The task:
Answer with the exact lines of the following material from the one containing "other permission uses." through the one containing "let name = PermissionForm", both end lines included.
START Dataset extract
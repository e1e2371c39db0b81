//! Token and password services backing `/api/auth`.

mod jwt;
mod password;

pub use jwt::{DEFAULT_ISSUER, JwtConfig, JwtTokenService};
pub use password::Argon2PasswordService;
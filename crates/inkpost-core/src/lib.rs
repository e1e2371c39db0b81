//! # Inkpost Core
//!
//! The domain layer of the Inkpost blog back-office: entities, the post
//! resource (form, table, validation), authorization policies and the
//! dashboard widget. Infrastructure is reached only through `ports`.

pub mod domain;
pub mod error;
pub mod policy;
pub mod ports;
pub mod resource;
pub mod slug;
pub mod widget;

pub use error::{DomainError, FieldErrors};
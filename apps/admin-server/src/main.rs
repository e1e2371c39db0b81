//! # Inkpost Admin Server
//!
//! Actix-web entry point of the blog back-office API.

use actix_web::{App, HttpServer, web};
use tracing_actix_web::TracingLogger;

mod config;
mod handlers;
mod middleware;
mod observability;
mod state;
mod telemetry;

use config::AppConfig;
use observability::RequestIdMiddleware;
use state::AppState;
use telemetry::TelemetryConfig;

#[actix_web::main]
async fn main() -> std::io::Result<()> {
    // Load .env file if present
    dotenvy::dotenv().ok();

    telemetry::init_telemetry(&TelemetryConfig::from_env());

    let config = AppConfig::from_env();

    tracing::info!(
        "Starting Inkpost admin server on {}:{}",
        config.host,
        config.port
    );

    let state = AppState::from_config(&config).await;

    HttpServer::new(move || {
        App::new()
            .wrap(RequestIdMiddleware)
            .wrap(TracingLogger::default())
            .app_data(web::Data::new(state.clone()))
            .configure(handlers::configure_routes)
    })
    .bind((config.host.as_str(), config.port))?
    .run()
    .await
}
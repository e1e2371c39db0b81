//! Database migrations for the blog back-office.

pub use sea_orm_migration::prelude::*;

mod m20240101_000001_create_blog_tables;
mod m20240101_000002_seed_permissions;

pub struct Migrator;

#[async_trait::async_trait]
impl MigratorTrait for Migrator {
    fn migrations() -> Vec<Box<dyn MigrationTrait>> {
        vec![
            Box::new(m20240101_000001_create_blog_tables::Migration),
            Box::new(m20240101_000002_seed_permissions::Migration),
        ]
    }
}
use async_trait::async_trait;
use serde::{Deserialize, Serialize};
use uuid::Uuid;

use crate::domain::{Category, Permission, Post, PostStatus, User};
use crate::error::RepoError;

/// Generic repository trait defining standard CRUD operations.
///
/// Deletion is soft: `trash` sets the tombstone and `restore` clears it.
/// `find_by_id` also returns trashed rows so they can be restored.
#[async_trait]
pub trait BaseRepository<T, ID>: Send + Sync {
    /// Find an entity by its unique ID.
    async fn find_by_id(&self, id: ID) -> Result<Option<T>, RepoError>;

    /// Insert a new entity.
    async fn create(&self, entity: T) -> Result<T, RepoError>;

    /// Overwrite an existing entity. Last write wins.
    async fn update(&self, entity: T) -> Result<T, RepoError>;

    /// Soft-delete an entity by its ID.
    async fn trash(&self, id: ID) -> Result<(), RepoError>;

    /// Clear the tombstone of a soft-deleted entity.
    async fn restore(&self, id: ID) -> Result<(), RepoError>;
}

/// Page selection for list views. Pages are 1-based.
#[derive(Debug, Clone, Copy, PartialEq, Eq, Serialize, Deserialize)]
pub struct PageRequest {
    pub page: u64,
    pub per_page: u64,
}

impl PageRequest {
    pub const MAX_PER_PAGE: u64 = 100;

    pub fn new(page: u64, per_page: u64) -> Self {
        Self {
            page: page.max(1),
            per_page: per_page.clamp(1, Self::MAX_PER_PAGE),
        }
    }

    /// Rows to skip. Saturates at `i64::MAX`, the largest OFFSET Postgres takes.
    pub fn offset(&self) -> u64 {
        self.page
            .saturating_sub(1)
            .saturating_mul(self.per_page)
            .min(i64::MAX as u64)
    }
}

impl Default for PageRequest {
    fn default() -> Self {
        Self::new(1, 10)
    }
}

/// One page of results plus the total number of matching rows.
#[derive(Debug, Clone, Serialize, Deserialize)]
pub struct Paginated<T> {
    pub items: Vec<T>,
    pub total: u64,
    pub page: u64,
    pub per_page: u64,
}

/// Table filters of the post list view. `None` means "any".
#[derive(Debug, Clone, Default, PartialEq, Eq, Serialize, Deserialize)]
pub struct PostFilter {
    pub author_id: Option<Uuid>,
    pub category_id: Option<Uuid>,
    pub status: Option<PostStatus>,
}

impl PostFilter {
    /// Whether a post passes every active filter. Trashed posts never do.
    pub fn matches(&self, post: &Post) -> bool {
        post.deleted_at.is_none()
            && self.author_id.is_none_or(|id| post.author_id == id)
            && self.category_id.is_none_or(|id| post.category_id == id)
            && self.status.is_none_or(|status| post.status == status)
    }
}

/// Post repository.
#[async_trait]
pub trait PostRepository: BaseRepository<Post, Uuid> {
    /// List live posts matching `filter`, newest first.
    async fn list(
        &self,
        filter: &PostFilter,
        page: PageRequest,
    ) -> Result<Paginated<Post>, RepoError>;

    /// Count live posts in the given status.
    async fn count_by_status(&self, status: PostStatus) -> Result<u64, RepoError>;

    /// Soft-delete many posts; returns how many were affected.
    async fn trash_many(&self, ids: &[Uuid]) -> Result<u64, RepoError>;

    /// Toggle column of the table view.
    async fn set_bring_to_light(&self, id: Uuid, value: bool) -> Result<(), RepoError>;
}

/// Category repository.
#[async_trait]
pub trait CategoryRepository: BaseRepository<Category, Uuid> {
    /// All live categories ordered by name.
    async fn list(&self) -> Result<Vec<Category>, RepoError>;
}

/// User repository with domain-specific methods.
#[async_trait]
pub trait UserRepository: BaseRepository<User, Uuid> {
    /// Find a user by their email address.
    async fn find_by_email(&self, email: &str) -> Result<Option<User>, RepoError>;
}

/// Permission catalog repository.
#[async_trait]
pub trait PermissionRepository: BaseRepository<Permission, Uuid> {
    /// All live permissions ordered by name.
    async fn list(&self) -> Result<Vec<Permission>, RepoError>;

    async fn find_by_name(&self, name: &str) -> Result<Option<Permission>, RepoError>;
}
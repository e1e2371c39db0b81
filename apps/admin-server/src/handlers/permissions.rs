//! Permission catalog management, guarded by `PermissionPolicy`.

use actix_web::{HttpResponse, web};
use uuid::Uuid;

use inkpost_core::FieldErrors;
use inkpost_core::domain::Permission;
use inkpost_core::policy::{Ability, PermissionPolicy};
use inkpost_core::ports::{BaseRepository, PermissionRepository};
use inkpost_core::resource::PermissionForm;
use inkpost_shared::ApiResponse;
use inkpost_shared::dto::PermissionRequest;

use super::{authorize, existing, live};
use crate::middleware::auth::Identity;
use crate::middleware::error::AppResult;
use crate::state::AppState;

const ENTITY: &str = "permission";

/// Validated name that no other permission uses.
async fn unique_name(
    state: &AppState,
    req: PermissionRequest,
    current: Option<Uuid>,
) -> AppResult<String> {
    let name = PermissionForm { name: req.name }.validate_input()?;

    if let Some(other) = state.repos.permissions.find_by_name(&name).await?
        && Some(other.id) != current
    {
        let mut errors = FieldErrors::new();
        errors.add("name", "The name has already been taken.");
        return Err(errors.into());
    }
    Ok(name)
}

/// GET /admin/permissions
pub async fn index(state: web::Data<AppState>, identity: Identity) -> AppResult<HttpResponse> {
    authorize(&state, &PermissionPolicy, &identity, Ability::ViewAny).await?;
    let permissions = state.repos.permissions.list().await?;
    Ok(HttpResponse::Ok().json(ApiResponse::ok(permissions)))
}

/// GET /admin/permissions/{id}
pub async fn show(
    state: web::Data<AppState>,
    identity: Identity,
    path: web::Path<Uuid>,
) -> AppResult<HttpResponse> {
    let id = path.into_inner();
    authorize(&state, &PermissionPolicy, &identity, Ability::View).await?;
    let permission = live(state.repos.permissions.find_by_id(id).await?, ENTITY, id)?;
    Ok(HttpResponse::Ok().json(ApiResponse::ok(permission)))
}

/// POST /admin/permissions
pub async fn store(
    state: web::Data<AppState>,
    identity: Identity,
    body: web::Json<PermissionRequest>,
) -> AppResult<HttpResponse> {
    authorize(&state, &PermissionPolicy, &identity, Ability::Create).await?;
    let name = unique_name(&state, body.into_inner(), None).await?;

    let permission = state.repos.permissions.create(Permission::new(name)).await?;
    tracing::info!(permission = %permission.name, "Permission created");
    Ok(HttpResponse::Created().json(ApiResponse::ok(permission)))
}

/// PUT /admin/permissions/{id}
pub async fn update(
    state: web::Data<AppState>,
    identity: Identity,
    path: web::Path<Uuid>,
    body: web::Json<PermissionRequest>,
) -> AppResult<HttpResponse> {
    let id = path.into_inner();
    authorize(&state, &PermissionPolicy, &identity, Ability::Update).await?;
    let mut permission = live(state.repos.permissions.find_by_id(id).await?, ENTITY, id)?;

    permission.name = unique_name(&state, body.into_inner(), Some(id)).await?;
    permission.updated_at = chrono::Utc::now();
    let permission = state.repos.permissions.update(permission).await?;
    Ok(HttpResponse::Ok().json(ApiResponse::ok(permission)))
}

/// DELETE /admin/permissions/{id}
pub async fn destroy(
    state: web::Data<AppState>,
    identity: Identity,
    path: web::Path<Uuid>,
) -> AppResult<HttpResponse> {
    let id = path.into_inner();
    authorize(&state, &PermissionPolicy, &identity, Ability::Delete).await?;
    let permission = live(state.repos.permissions.find_by_id(id).await?, ENTITY, id)?;

    state.repos.permissions.trash(id).await?;
    tracing::info!(permission = %permission.name, "Permission moved to trash");
    Ok(HttpResponse::NoContent().finish())
}

/// POST /admin/permissions/{id}/restore
pub async fn restore(
    state: web::Data<AppState>,
    identity: Identity,
    path: web::Path<Uuid>,
) -> AppResult<HttpResponse> {
    let id = path.into_inner();
    authorize(&state, &PermissionPolicy, &identity, Ability::Restore).await?;
    existing(state.repos.permissions.find_by_id(id).await?, ENTITY, id)?;

    state.repos.permissions.restore(id).await?;
    let permission = live(state.repos.permissions.find_by_id(id).await?, ENTITY, id)?;
    Ok(HttpResponse::Ok().json(ApiResponse::ok(permission)))
}
//! User entity for SeaORM.

use sea_orm::Set;
use sea_orm::entity::prelude::*;

#[derive(Clone, Debug, PartialEq, Eq, DeriveEntityModel)]
#[sea_orm(table_name = "users")]
pub struct Model {
    #[sea_orm(primary_key, auto_increment = false)]
    pub id: Uuid,
    pub name: String,
    #[sea_orm(unique)]
    pub email: String,
    pub password_hash: String,
    pub created_at: DateTimeWithTimeZone,
    pub updated_at: DateTimeWithTimeZone,
    pub deleted_at: Option<DateTimeWithTimeZone>,
}

#[derive(Copy, Clone, Debug, EnumIter, DeriveRelation)]
pub enum Relation {
    #[sea_orm(has_many = "super::post::Entity")]
    Posts,
    #[sea_orm(has_many = "super::user_permission::Entity")]
    UserPermissions,
}

impl Related<super::post::Entity> for Entity {
    fn to() -> RelationDef {
        Relation::Posts.def()
    }
}

impl Related<super::user_permission::Entity> for Entity {
    fn to() -> RelationDef {
        Relation::UserPermissions.def()
    }
}

impl ActiveModelBehavior for ActiveModel {}

/// Conversion from SeaORM Model to Domain User.
impl From<Model> for inkpost_core::domain::User {
    fn from(model: Model) -> Self {
        Self {
            id: model.id,
            name: model.name,
            email: model.email,
            password_hash: model.password_hash,
            created_at: model.created_at.into(),
            updated_at: model.updated_at.into(),
            deleted_at: model.deleted_at.map(Into::into),
        }
    }
}

/// Conversion from Domain User to SeaORM ActiveModel.
impl From<inkpost_core::domain::User> for ActiveModel {
    fn from(user: inkpost_core::domain::User) -> Self {
        Self {
            id: Set(user.id),
            name: Set(user.name),
            email: Set(user.email),
            password_hash: Set(user.password_hash),
            created_at: Set(user.created_at.into()),
            updated_at: Set(user.updated_at.into()),
            deleted_at: Set(user.deleted_at.map(Into::into)),
        }
    }
}
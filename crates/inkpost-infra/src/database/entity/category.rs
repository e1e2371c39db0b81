//! Category entity for SeaORM.

use sea_orm::Set;
use sea_orm::entity::prelude::*;

#[derive(Clone, Debug, PartialEq, Eq, DeriveEntityModel)]
#[sea_orm(table_name = "categories")]
pub struct Model {
    #[sea_orm(primary_key, auto_increment = false)]
    pub id: Uuid,
    pub name: String,
    #[sea_orm(unique)]
    pub slug: String,
    pub created_at: DateTimeWithTimeZone,
    pub updated_at: DateTimeWithTimeZone,
    pub deleted_at: Option<DateTimeWithTimeZone>,
}

#[derive(Copy, Clone, Debug, EnumIter, DeriveRelation)]
pub enum Relation {
    #[sea_orm(has_many = "super::post::Entity")]
    Posts,
}

impl Related<super::post::Entity> for Entity {
    fn to() -> RelationDef {
        Relation::Posts.def()
    }
}

impl ActiveModelBehavior for ActiveModel {}

impl From<Model> for inkpost_core::domain::Category {
    fn from(model: Model) -> Self {
        Self {
            id: model.id,
            name: model.name,
            slug: model.slug,
            created_at: model.created_at.into(),
            updated_at: model.updated_at.into(),
            deleted_at: model.deleted_at.map(Into::into),
        }
    }
}

impl From<inkpost_core::domain::Category> for ActiveModel {
    fn from(category: inkpost_core::domain::Category) -> Self {
        Self {
            id: Set(category.id),
            name: Set(category.name),
            slug: Set(category.slug),
            created_at: Set(category.created_at.into()),
            updated_at: Set(category.updated_at.into()),
            deleted_at: Set(category.deleted_at.map(Into::into)),
        }
    }
}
END Dataset extract
Finished task:
/// Validated name that no other permission uses.
async fn unique_name(
    state: &AppState,
    req: PermissionRequest,
    current: Option<Uuid>,
) -> AppResult<String> {
    let name = PermissionForm { name: req.name }.validate_input()?;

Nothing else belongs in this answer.